Stefan Brauckmann, managing director of the MMI, said: “There are many indications that this is just the beginning of a significant wave of price increases in student housing, reinforced by rising energy prices, which are having a disproportionate effect here.”

Meanwhile, International Campus (IC), one of the leading investors in the student and young working professional sector, continued its acquisition and development drive and presented its results, showing that it had bought assets for €670m in 2021, expanding its portfolio to 13 assets and pushing towards nearly €1bn of assets owned and managed.

Last year the company added six development projects, one each in the German cities of Berlin, Freiburg, Hamburg (2X), Ludwigshafen/Mannheim and in the Dutch city of Leiden. A further five went operational, and it opened its first branch branded under the newer HVNS label for young working professionals.
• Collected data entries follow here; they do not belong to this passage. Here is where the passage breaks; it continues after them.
use std::path::PathBuf;

use mangaworld_db::CatalogStore;

use crate::settings::{AppSettings, DbPathSource};
use crate::state::{
    AuthorForm, CatalogView, Notice, PendingDelete, UiAction, View, WorkForm, handle_action,
};
use crate::views;
use crate::widgets;

/// Main application state.
pub struct MangaWorldApp {
    /// The catalog. `None` when the database failed to open at startup.
    pub store: Option<CatalogStore>,

    /// Why the store could not be opened, shown as a banner.
    pub startup_error: Option<String>,

    /// Database file in use and where that choice came from.
    pub db_path: PathBuf,
    pub db_path_source: DbPathSource,

    /// Persisted settings and the file they are saved to.
    pub settings: AppSettings,
    pub settings_file: PathBuf,

    /// Text buffer for the database path field of the Settings view.
    pub db_path_input: String,

    /// Current sidebar navigation selection.
    pub current_view: View,

    /// Table rows for the Authors and Works screens.
    pub catalog: CatalogView,

    pub author_form: Option<AuthorForm>,
    pub work_form: Option<WorkForm>,
    pub pending_delete: Option<PendingDelete>,
    pub notice: Option<Notice>,

    /// Actions queued by widgets during the current frame.
    pub actions: Vec<UiAction>,
}

impl MangaWorldApp {
    pub fn new(
        _cc: &eframe::CreationContext<'_>,
        store: Result<CatalogStore, String>,
        settings: AppSettings,
        settings_file: PathBuf,
        db_path: PathBuf,
        db_path_source: DbPathSource,
    ) -> Self {
        Self::with_store(store, settings, settings_file, db_path, db_path_source)
    }

    /// Build the app state without an eframe context.
    pub fn with_store(
        store: Result<CatalogStore, String>,
        settings: AppSettings,
        settings_file: PathBuf,
        db_path: PathBuf,
        db_path_source: DbPathSource,
    ) -> Self {
        let (store, startup_error) = match store {
            Ok(s) => (Some(s), None),
            Err(e) => (None, Some(e)),
        };
        let mut app = Self {
            store,
            startup_error,
            db_path_input: db_path.display().to_string(),
            db_path,
            db_path_source,
            settings,
            settings_file,
            current_view: View::Home,
            catalog: CatalogView::default(),
            author_form: None,
            work_form: None,
            pending_delete: None,
            notice: None,
            actions: Vec::new(),
        };
        app.reload_catalog();
        app
    }

    /// Re-read both tables from the store.
    pub fn reload_catalog(&mut self) {
        let Some(store) = self.store.as_ref() else {
            self.catalog.clear();
            return;
        };
        if let Err(e) = self.catalog.reload(store) {
            log::warn!("Failed to load catalog: {}", e);
            self.notice = Some(Notice::error(e.to_string()));
        }
    }

    /// Whether a dialog is open, blocking the rest of the window.
    pub fn modal_open(&self) -> bool {
        self.author_form.is_some()
            || self.work_form.is_some()
            || self.pending_delete.is_some()
            || self.notice.is_some()
    }

    /// Apply all actions queued this frame.
    pub fn process_actions(&mut self) {
        let actions = std::mem::take(&mut self.actions);
        for action in actions {
            handle_action(self, action);
        }
    }
}

impl eframe::App for MangaWorldApp {
    fn update(&mut self, ctx: &egui::Context, _frame: &mut eframe::Frame) {
        let modal_open = self.modal_open();
        let has_store = self.store.is_some();

        // Sidebar
        egui::SidePanel::left("sidebar")
            .resizable(false)
            .exact_width(140.0)
            .show(ctx, |ui| {
                ui.add_space(8.0);
                ui.heading("MangaWorld");
                ui.separator();
                ui.add_space(4.0);

                ui.add_enabled_ui(!modal_open, |ui| {
                    for (view, label) in [
                        (View::Home, "Home"),
                        (View::Authors, "Authors"),
                        (View::Works, "Works"),
                        (View::Settings, "Settings"),
                    ] {
                        let enabled = has_store || !view.needs_store();
                        let selected = self.current_view == view;
                        if ui
                            .add_enabled(enabled, egui::SelectableLabel::new(selected, label))
                            .clicked()
                        {
                            self.actions.push(UiAction::Navigate(view));
                        }
                    }
                });
            });

        // Main content
        egui::CentralPanel::default().show(ctx, |ui| {
            if let Some(err) = &self.startup_error {
                widgets::dialogs::error_banner(ui, &self.db_path, err);
                ui.add_space(8.0);
            }

            ui.add_enabled_ui(!modal_open, |ui| match self.current_view {
                View::Home => views::home::show(ui, self),
                View::Authors => views::authors::show(ui, self),
                View::Works => views::works::show(ui, self),
                View::Settings => views::settings::show(ui, self),
            });
        });

        // Dialogs
        if let Some(form) = self.author_form.as_mut() {
            widgets::author_form::show(ctx, form, &mut self.actions);
        }
        if let Some(form) = self.work_form.as_mut() {
            widgets::work_form::show(ctx, form, &self.catalog.authors, &mut self.actions);
        }
        if let Some(pending) = &self.pending_delete {
            widgets::dialogs::confirm_delete(ctx, pending, &mut self.actions);
        }
        if let Some(notice) = &self.notice {
            widgets::dialogs::notice(ctx, notice, &mut self.actions);
        }

        self.process_actions();
    }
}
use egui_extras::{Column, TableBuilder};
use mangaworld_catalog::AuthorListing;

use crate::state::{PendingDelete, UiAction};

/// Render the author table with inline Edit and Delete buttons.
pub fn show(ui: &mut egui::Ui, authors: &[AuthorListing], actions: &mut Vec<UiAction>) {
    let available_height = ui.available_height();
    let row_height = ui.spacing().interact_size.y + 4.0;

    let table = TableBuilder::new(ui)
        .striped(true)
        .resizable(true)
        .cell_layout(egui::Layout::left_to_right(egui::Align::Center))
        .column(Column::exact(50.0)) // ID
        .column(Column::initial(180.0).at_least(80.0)) // First name
        .column(Column::initial(180.0).at_least(80.0)) // Last name
        .column(Column::exact(60.0)) // Works
        .column(Column::exact(60.0)) // Edit
        .column(Column::exact(70.0)) // Delete
        .min_scrolled_height(0.0)
        .max_scroll_height(available_height);

    table
        .header(20.0, |mut header| {
            for title in ["ID", "First name", "Last name", "Works", "", ""] {
                header.col(|ui| {
                    ui.strong(title);
                });
            }
        })
        .body(|body| {
            body.rows(row_height, authors.len(), |mut row| {
                let listing = &authors[row.index()];
                let author = &listing.author;

                row.col(|ui| {
                    ui.label(author.id.to_string());
                });
                row.col(|ui| {
                    ui.label(&author.first_name);
                });
                row.col(|ui| {
                    ui.label(&author.last_name);
                });
                row.col(|ui| {
                    ui.label(listing.work_count.to_string());
                });
                row.col(|ui| {
                    if ui.button("Edit").clicked() {
                        actions.push(UiAction::OpenAuthorForm(Some(author.id)));
                    }
                });
                row.col(|ui| {
                    let mut response = ui.button("Delete");
                    if listing.is_referenced() {
                        response = response.on_hover_text(format!(
                            "Owns {} work(s); delete those first.",
                            listing.work_count
                        ));
                    }
                    if response.clicked() {
                        actions.push(UiAction::RequestDelete(PendingDelete::Author {
                            id: author.id,
                            label: author.display_name(),
                        }));
                    }
                });
            });
        });
}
The company's existing student living format, known as The FIZZ, is now an established brand in a number of cities and expanding rapidly. International Campus's chairman Rainer Nonnengässer says the company is addressing the shortage of student accomodation in many campus towns. “Over the past 20 years, the number of full-time students in Germany has gone up steadily, by more than 50% in the years since 2008 alone. The number of working professionals looking for a pragmatic temporary place to stay is also growing steadily.”

This fact is borne out in the transactions market for student flats and micro-apartments in Germany, which grew by 111% to €1.3 billion even between 2020 and 2021, according to CBRE, as it recovers from the “Covid-19 shock.” CBRE also report that Germany’s “Big Seven” cities accounted for 60% of the transaction volume, with prime yields dropping to around 3.4%.